The Camden New Journal carried a green-related article on every page of its January 6 edition, with each environmentally-focused story having a green wash behind it too.
The edition marked the start of the paper’s 40th year in operation, founded following the closure of the old Camden Journal in 1982.
Four pages, sponsored by a range of local organisations, carried in-depth articles on work going on to tackle the causes of climate change in the Camden area, as well as features throughout the paper looking at individual activities.
Stories included how Kentish Town City Farm goats tucked into recycled Christmas trees, the risk posed by toxic air in the Capital, and a review of the new Netflix movie Don’t Look Up, which deals with climate change.
A group which holds events to discuss climate change was also celebrated, as was Camden’s new Library of Things, which aims to reduce the number of ‘use once’ purchases local people make.
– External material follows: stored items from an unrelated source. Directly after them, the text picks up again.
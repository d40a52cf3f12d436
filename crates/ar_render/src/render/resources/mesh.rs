//! Owned meshes
//!
//! A [`Mesh`] binds one or more [`VertexBuffer`]s (one per attribute
//! location, in order) and an optional [`IndexBuffer`]. The mesh owns its
//! buffers; dropping it releases the binding first and then the buffers.

use crate::assets::ObjLoader;
use crate::render::api::{MeshHandle, PrimitiveMode, VertexBinding};
use crate::render::{RenderError, RenderResult};

use super::{IndexBuffer, RenderContext, VertexBuffer};

/// Geometry ready to draw
pub struct Mesh {
    ctx: RenderContext,
    handle: MeshHandle,
    mode: PrimitiveMode,
    // Field drops run after `Drop::drop` has released the binding
    vertex_buffers: Vec<VertexBuffer>,
    index_buffer: Option<IndexBuffer>,
}

impl Mesh {
    /// Bind buffers into a mesh
    pub fn new(
        ctx: &RenderContext,
        mode: PrimitiveMode,
        index_buffer: Option<IndexBuffer>,
        vertex_buffers: Vec<VertexBuffer>,
    ) -> RenderResult<Self> {
        if vertex_buffers.is_empty() {
            return Err(RenderError::InvalidArgument("mesh needs at least one vertex buffer".to_string()));
        }
        let bindings: Vec<VertexBinding> = vertex_buffers
            .iter()
            .map(|vb| VertexBinding { buffer: vb.handle(), components: vb.components() })
            .collect();
        let index = index_buffer.as_ref().map(IndexBuffer::handle);
        let handle = ctx.with_backend(|b| b.create_mesh(mode, &bindings, index))?;
        Ok(Self { ctx: ctx.clone(), handle, mode, vertex_buffers, index_buffer })
    }

    /// Load a Wavefront OBJ asset as an indexed triangle mesh
    ///
    /// Attribute locations: 0 = position (xyz), 1 = texture coordinate (uv),
    /// 2 = normal (xyz).
    pub fn from_asset(ctx: &RenderContext, name: &str) -> RenderResult<Self> {
        let obj = ObjLoader::load(ctx.assets(), name)?;
        let positions: Vec<f32> = obj.positions.iter().flatten().copied().collect();
        let tex_coords: Vec<f32> = obj.tex_coords.iter().flatten().copied().collect();
        let normals: Vec<f32> = obj.normals.iter().flatten().copied().collect();

        let vertex_buffers = vec![
            VertexBuffer::new(ctx, 3, Some(&positions))?,
            VertexBuffer::new(ctx, 2, Some(&tex_coords))?,
            VertexBuffer::new(ctx, 3, Some(&normals))?,
        ];
        let index_buffer = IndexBuffer::new(ctx, Some(&obj.indices))?;
        log::debug!(
            "Mesh '{}': {} vertices, {} triangles",
            name,
            obj.vertex_count(),
            obj.indices.len() / 3
        );
        Self::new(ctx, PrimitiveMode::Triangles, Some(index_buffer), vertex_buffers)
    }

    /// Backend handle
    pub fn handle(&self) -> MeshHandle {
        self.handle
    }

    /// Primitive assembly mode
    pub fn mode(&self) -> PrimitiveMode {
        self.mode
    }

    /// Vertex buffer bound at an attribute location
    pub fn vertex_buffer(&self, location: usize) -> Option<&VertexBuffer> {
        self.vertex_buffers.get(location)
    }

    /// Mutable access, for streaming attributes
    pub fn vertex_buffer_mut(&mut self, location: usize) -> Option<&mut VertexBuffer> {
        self.vertex_buffers.get_mut(location)
    }

    /// Index buffer, for indexed meshes
    pub fn index_buffer(&self) -> Option<&IndexBuffer> {
        self.index_buffer.as_ref()
    }
}

impl Drop for Mesh {
    fn drop(&mut self) {
        let handle = self.handle;
        self.ctx.release("mesh", |b| b.release_mesh(handle));
    }
}
//! Foundation module - Core utilities and types
//!
//! This module provides fundamental utilities used throughout the crate:
//! - Math types and pose arithmetic
//! - Handle-based collections
//! - Frame timing
//! - Logging utilities

pub mod math;
pub mod collections;
pub mod time;
pub mod logging;
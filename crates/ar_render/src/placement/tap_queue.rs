//! Cross-thread tap hand-off
//!
//! Input threads [`offer`](TapQueue::offer) taps; the render thread
//! [`poll`](TapQueue::poll)s at most one per tick. The queue is bounded and
//! drops new taps when full, so a burst of input never backs up rendering.

use std::collections::VecDeque;
use std::sync::{Arc, Mutex};

use crate::tracking::Tap;

/// Default number of queued taps
pub const TAP_QUEUE_CAPACITY: usize = 16;

/// Bounded multi-producer tap queue; clones share the same queue
#[derive(Debug, Clone)]
pub struct TapQueue {
    inner: Arc<Mutex<VecDeque<Tap>>>,
    capacity: usize,
}

impl Default for TapQueue {
    fn default() -> Self {
        Self::new(TAP_QUEUE_CAPACITY)
    }
}

impl TapQueue {
    /// Create a queue holding at most `capacity` taps
    pub fn new(capacity: usize) -> Self {
        Self {
            inner: Arc::new(Mutex::new(VecDeque::with_capacity(capacity))),
            capacity,
        }
    }

    /// Enqueue a tap; returns `false` if it was dropped
    pub fn offer(&self, tap: Tap) -> bool {
        match self.inner.lock() {
            Ok(mut queue) if queue.len() < self.capacity => {
                queue.push_back(tap);
                true
            }
            Ok(_) => {
                log::debug!("Tap queue full; dropping tap at ({}, {})", tap.x, tap.y);
                false
            }
            Err(_) => false,
        }
    }

    /// Dequeue the oldest tap
    pub fn poll(&self) -> Option<Tap> {
        self.inner.lock().ok().and_then(|mut queue| queue.pop_front())
    }

    /// Number of queued taps
    pub fn len(&self) -> usize {
        self.inner.lock().map(|queue| queue.len()).unwrap_or(0)
    }

    /// Whether no taps are queued
    pub fn is_empty(&self) -> bool {
        self.len() == 0
    }
}

#[cfg(test)]
mod tests {
    use super::*;

    #[test]
    fn taps_come_out_in_order_one_at_a_time() {
        let queue = TapQueue::default();
        queue.offer(Tap { x: 1.0, y: 1.0 });
        queue.offer(Tap { x: 2.0, y: 2.0 });
        assert_eq!(queue.poll(), Some(Tap { x: 1.0, y: 1.0 }));
        assert_eq!(queue.len(), 1);
        assert_eq!(queue.poll(), Some(Tap { x: 2.0, y: 2.0 }));
        assert_eq!(queue.poll(), None);
    }

    #[test]
    fn full_queue_drops_new_taps() {
        let queue = TapQueue::new(2);
        assert!(queue.offer(Tap { x: 0.0, y: 0.0 }));
        assert!(queue.offer(Tap { x: 1.0, y: 0.0 }));
        assert!(!queue.offer(Tap { x: 2.0, y: 0.0 }));
        assert_eq!(queue.poll().map(|t| t.x), Some(0.0));
    }

    #[test]
    fn producers_on_other_threads_share_the_queue() {
        let queue = TapQueue::new(64);
        let handles: Vec<_> = (0..4)
            .map(|i| {
                let producer = queue.clone();
                std::thread::spawn(move || {
                    for j in 0..8 {
                        producer.offer(Tap { x: i as f32, y: j as f32 });
                    }
                })
            })
            .collect();
        for handle in handles {
            handle.join().unwrap();
        }
        assert_eq!(queue.len(), 32);
    }
}
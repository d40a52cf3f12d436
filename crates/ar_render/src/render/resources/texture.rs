//! Owned GPU textures

use crate::assets::ImageData;
use crate::render::api::{ColorFormat, TextureFormat, TextureHandle, TextureTarget, TextureUpload, WrapMode};
use crate::render::RenderResult;

use super::RenderContext;

/// A texture released when dropped
pub struct Texture {
    ctx: RenderContext,
    handle: TextureHandle,
    target: TextureTarget,
}

impl Texture {
    /// Create an empty texture
    pub fn new(ctx: &RenderContext, target: TextureTarget, wrap: WrapMode) -> RenderResult<Self> {
        let handle = ctx.with_backend(|b| b.create_texture(target, wrap))?;
        Ok(Self { ctx: ctx.clone(), handle, target })
    }

    /// Load a PNG or JPEG asset as an RGBA8 2D texture
    pub fn from_asset(
        ctx: &RenderContext,
        name: &str,
        wrap: WrapMode,
        color_format: ColorFormat,
    ) -> RenderResult<Self> {
        let image = ImageData::load(ctx.assets(), name)?;
        let texture = Self::new(ctx, TextureTarget::Texture2D, wrap)?;
        texture.upload(image.width, image.height, TextureFormat::Rgba8, color_format, &image.data)?;
        Ok(texture)
    }

    /// Replace the texture contents
    pub fn upload(
        &self,
        width: u32,
        height: u32,
        format: TextureFormat,
        color_format: ColorFormat,
        data: &[u8],
    ) -> RenderResult<()> {
        let upload = TextureUpload { width, height, format, color_format, data };
        self.ctx.with_backend(|b| b.upload_texture(self.handle, upload))
    }

    /// Backend handle
    pub fn handle(&self) -> TextureHandle {
        self.handle
    }

    /// Binding target
    pub fn target(&self) -> TextureTarget {
        self.target
    }
}

impl Drop for Texture {
    fn drop(&mut self) {
        let handle = self.handle;
        self.ctx.release("texture", |b| b.release_texture(handle));
    }
}

impl std::fmt::Debug for Texture {
    fn fmt(&self, f: &mut std::fmt::Formatter<'_>) -> std::fmt::Result {
        f.debug_struct("Texture").field("handle", &self.handle).field("target", &self.target).finish()
    }
}
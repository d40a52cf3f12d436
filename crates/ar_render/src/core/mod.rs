//! # Core Module
//!
//! Shared configuration consumed by the renderer, the placement policy and
//! the session lifecycle.

pub mod config;

pub use config::{
    AppConfig,
    RendererConfig,
    DepthSettings,
    InstantPlacementSettings,
    AssetConfig,
};
pub use crate::config::{Config, ConfigError};
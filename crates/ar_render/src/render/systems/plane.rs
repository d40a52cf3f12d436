//! Detected plane rendering
//!
//! Each visible plane is drawn as a translucent grid. The boundary polygon
//! is fanned around its centroid; the centroid is opaque and the boundary
//! fades out, so overlapping planes blend smoothly.

use crate::foundation::math::{Mat4, Pose};
use crate::render::api::{BlendFactor, CullMode, PrimitiveMode};
use crate::render::resources::{Mesh, RenderContext, Shader, VertexBuffer};
use crate::render::{RenderError, RenderResult};
use crate::tracking::{Plane, TrackingState};

/// Colors assigned to planes by id
pub const PLANE_COLORS: [[f32; 4]; 6] = [
    [1.0, 1.0, 1.0, 1.0],
    [0.96, 0.26, 0.21, 1.0],
    [0.61, 0.15, 0.69, 1.0],
    [0.25, 0.32, 0.71, 1.0],
    [0.01, 0.66, 0.96, 1.0],
    [0.3, 0.69, 0.31, 1.0],
];

const CENTER_ALPHA: f32 = 1.0;
const EDGE_ALPHA: f32 = 0.0;

/// Signed distance from the plane to the camera along the plane normal
///
/// Positive when the camera is on the side the normal points to.
pub fn calculate_distance_to_plane(plane_pose: &Pose, camera_pose: &Pose) -> f32 {
    let normal = plane_pose.y_axis();
    (camera_pose.translation() - plane_pose.translation()).dot(&normal)
}

/// Color for a plane id
pub fn plane_color(id: u64) -> [f32; 4] {
    PLANE_COLORS[(id % PLANE_COLORS.len() as u64) as usize]
}

/// Fan-triangulate a boundary polygon around its centroid
///
/// Output is a triangle fan of `(x, z, alpha)` vertices: the centroid,
/// every boundary vertex, then the first boundary vertex again to close
/// the fan. Degenerate polygons (fewer than 3 vertices) yield nothing.
pub fn triangulate_plane(polygon: &[[f32; 2]]) -> Vec<f32> {
    if polygon.len() < 3 {
        return Vec::new();
    }
    let n = polygon.len() as f32;
    let (sx, sz) = polygon.iter().fold((0.0, 0.0), |(x, z), p| (x + p[0], z + p[1]));

    let mut vertices = Vec::with_capacity((polygon.len() + 2) * 3);
    vertices.extend_from_slice(&[sx / n, sz / n, CENTER_ALPHA]);
    for p in polygon.iter().chain(std::iter::once(&polygon[0])) {
        vertices.extend_from_slice(&[p[0], p[1], EDGE_ALPHA]);
    }
    vertices
}

/// Planes worth drawing, farthest first
///
/// Drops planes that are not tracking or were merged into another plane.
pub fn visible_planes_back_to_front<'a>(planes: &'a [Plane], camera_pose: &Pose) -> Vec<&'a Plane> {
    let mut visible: Vec<(&Plane, f32)> = planes
        .iter()
        .filter(|p| p.tracking_state == TrackingState::Tracking && p.subsumed_by.is_none())
        .map(|p| (p, calculate_distance_to_plane(&p.center_pose, camera_pose).abs()))
        .collect();
    visible.sort_by(|a, b| b.1.total_cmp(&a.1));
    visible.into_iter().map(|(p, _)| p).collect()
}

/// Draws detected planes
pub struct PlaneRenderer {
    ctx: RenderContext,
    mesh: Mesh,
    shader: Shader,
}

impl PlaneRenderer {
    /// Build the shader and a streaming mesh
    pub fn new(ctx: &RenderContext) -> RenderResult<Self> {
        let mut shader = Shader::from_assets(ctx, "shaders/plane.vert", "shaders/plane.frag", None)?;
        shader
            .set_blend(BlendFactor::SrcAlpha, BlendFactor::OneMinusSrcAlpha)
            .set_depth_write(false)
            .set_cull_mode(CullMode::None);
        let mesh = Mesh::new(ctx, PrimitiveMode::TriangleFan, None, vec![VertexBuffer::new(ctx, 3, None)?])?;
        Ok(Self { ctx: ctx.clone(), mesh, shader })
    }

    /// Draw every visible plane back to front
    ///
    /// Returns the number of planes drawn.
    pub fn draw_planes(
        &mut self,
        planes: &[Plane],
        camera_pose: &Pose,
        view: &Mat4,
        projection: &Mat4,
    ) -> RenderResult<usize> {
        let mut drawn = 0;
        for plane in visible_planes_back_to_front(planes, camera_pose) {
            let vertices = triangulate_plane(&plane.polygon);
            if vertices.is_empty() {
                log::trace!("Skipping degenerate plane {}", plane.id);
                continue;
            }
            self.mesh
                .vertex_buffer_mut(0)
                .ok_or_else(|| RenderError::RenderingFailed("plane mesh has no vertex buffer".to_string()))?
                .set(&vertices)?;

            let model = plane.center_pose.to_matrix();
            let normal = plane.normal();
            self.shader
                .set_mat4("u_Model", &model)
                .set_mat4("u_ModelViewProjection", &(projection * view * model))
                .set_vec3("u_Normal", [normal.x, normal.y, normal.z])
                .set_vec4("u_Color", plane_color(plane.id));
            self.ctx.draw(&self.mesh, &self.shader)?;
            drawn += 1;
        }
        Ok(drawn)
    }
}

#[cfg(test)]
mod tests {
    use super::*;
    use crate::foundation::math::{Quat, Vec3};
    use crate::render::api::UniformValue;
    use crate::render::backends::HeadlessBackend;
    use crate::render::systems::test_support::context;
    use crate::tracking::PlaneType;
    use approx::assert_relative_eq;

    fn plane(id: u64, y: f32) -> Plane {
        Plane {
            id,
            plane_type: PlaneType::HorizontalUpwardFacing,
            center_pose: Pose::from_translation(0.0, y, -1.0),
            polygon: vec![[-0.5, -0.5], [0.5, -0.5], [0.5, 0.5], [-0.5, 0.5]],
            tracking_state: TrackingState::Tracking,
            subsumed_by: None,
        }
    }

    #[test]
    fn distance_is_signed_along_the_normal() {
        let floor = Pose::from_translation(0.0, -1.5, 0.0);
        assert_relative_eq!(calculate_distance_to_plane(&floor, &Pose::IDENTITY), 1.5);

        let ceiling = Pose::new(
            Vec3::new(0.0, 1.0, 0.0),
            Quat::from_axis_angle(&Vec3::x_axis(), std::f32::consts::PI),
        );
        assert_relative_eq!(calculate_distance_to_plane(&ceiling, &Pose::IDENTITY), 1.0, epsilon = 1e-5);
        assert_relative_eq!(
            calculate_distance_to_plane(&ceiling, &Pose::from_translation(0.0, 3.0, 0.0)),
            -2.0,
            epsilon = 1e-5
        );
    }

    #[test]
    fn fan_starts_at_centroid_and_closes() {
        let vertices = triangulate_plane(&[[0.0, 0.0], [2.0, 0.0], [2.0, 2.0], [0.0, 2.0]]);
        assert_eq!(vertices.len(), 6 * 3);
        assert_eq!(&vertices[..3], &[1.0, 1.0, CENTER_ALPHA]);
        assert_eq!(&vertices[3..6], &vertices[15..18]);
        assert!(triangulate_plane(&[[0.0, 0.0], [1.0, 0.0]]).is_empty());
    }

    #[test]
    fn hidden_planes_are_filtered_and_rest_sorted() {
        let mut paused = plane(2, -0.5);
        paused.tracking_state = TrackingState::Paused;
        let mut merged = plane(3, -0.5);
        merged.subsumed_by = Some(1);
        let planes = vec![plane(1, -0.5), paused, merged, plane(4, -2.0)];

        let order: Vec<u64> = visible_planes_back_to_front(&planes, &Pose::IDENTITY).iter().map(|p| p.id).collect();
        assert_eq!(order, vec![4, 1]);
    }

    #[test]
    fn palette_wraps_by_id() {
        assert_eq!(plane_color(0), plane_color(PLANE_COLORS.len() as u64));
        assert_ne!(plane_color(0), plane_color(1));
    }

    #[test]
    fn draws_one_call_per_visible_plane() {
        let ctx = context();
        let mut renderer = PlaneRenderer::new(&ctx).unwrap();
        let mut degenerate = plane(9, -1.0);
        degenerate.polygon.truncate(2);
        let planes = vec![plane(1, -0.5), plane(2, -3.0), degenerate];

        let drawn = renderer.draw_planes(&planes, &Pose::IDENTITY, &Mat4::identity(), &Mat4::identity()).unwrap();
        assert_eq!(drawn, 2);

        let draws: Vec<_> = ctx.inspect_backend(|b: &HeadlessBackend| b.draws().cloned().collect()).unwrap();
        assert_eq!(draws.len(), 2);
        assert_eq!(draws[0].uniform("u_Color"), Some(&UniformValue::Vec4(plane_color(2))));
        assert_eq!(draws[0].vertex_count, 6);
        assert!(!draws[0].pipeline.depth_write);
        assert_eq!(draws[1].uniform("u_Normal"), Some(&UniformValue::Vec3([0.0, 1.0, 0.0])));
    }
}
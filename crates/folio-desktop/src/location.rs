//! Active Finder location

use crate::catalog::{self, FinderNode, LocationRef};

/// Tracks which folder Finder is showing
#[derive(Clone, Debug, Default)]
pub struct LocationStore {
    active: LocationRef,
}

impl LocationStore {
    pub fn new() -> Self {
        Self::default()
    }

    #[inline]
    pub fn active(&self) -> LocationRef {
        self.active
    }

    /// Switch Finder to another folder
    ///
    /// Returns `false` and keeps the current folder when the reference does
    /// not point at a folder in the catalog.
    pub fn set_active(&mut self, loc: LocationRef) -> bool {
        if loc.folder.is_some() && catalog::find_folder(loc).is_none() {
            log::warn!("no folder {:?} in location {}", loc.folder, loc.location);
            return false;
        }
        self.active = loc;
        true
    }

    /// Catalog node of the active project folder; `None` at a location's top
    pub fn resolve(&self) -> Option<&'static FinderNode> {
        catalog::find_folder(self.active)
    }

    /// Entries of the active folder
    pub fn entries(&self) -> &'static [FinderNode] {
        self.active.children().unwrap_or(&[])
    }
}

#[cfg(test)]
mod tests {
    use super::*;
    use crate::catalog::LocationKey;

    #[test]
    fn test_default_is_work() {
        let store = LocationStore::new();
        assert_eq!(store.active(), LocationRef::top(LocationKey::Work));
        assert_eq!(store.entries().len(), 3);
    }

    #[test]
    fn test_set_active() {
        let mut store = LocationStore::new();
        assert!(store.set_active(LocationRef::project(LocationKey::Work, 7)));
        assert_eq!(store.entries()[0].name, "Uphoria.txt");

        assert!(!store.set_active(LocationRef::project(LocationKey::Resume, 3)));
        assert_eq!(store.active(), LocationRef::project(LocationKey::Work, 7));
        assert_eq!(store.resolve().unwrap().id, 7);
    }

    #[test]
    fn test_resolve_top_level() {
        let mut store = LocationStore::new();
        store.set_active(LocationRef::top(LocationKey::Trash));
        assert!(store.resolve().is_none());
        assert_eq!(store.entries().len(), 2);
    }
}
A scheme to give out free trees to create a new ‘forest’ was reported on, as was a hospital trust determined to keep reducing its carbon footprint, even as it continues to battle rising Covid rates.
Kicking off the special edition, editor Richard Osley said: “These are not easy times for the local newspaper industry, not many are immune to the economic strain of the pandemic, but we will continue to strive to be a forum for debate, as was intended at the paper’s inception.
“This week, a special edition designed to illustrate some of the efforts that are being made in Camden to meet the climate crisis. It’s the issue that trumps them all.
“On nearly every page, a story or conversation-starting piece. You may not agree with every word or suggested strategy, but we cannot ignore the red alert that bleeps louder every year.
“They are sentiments that come from the same well of concern that we all hold for this and future generations.”
Richard thanked sponsors whose help allowed the paper to clear regular advertising, enabling more space for coverage of climate issues.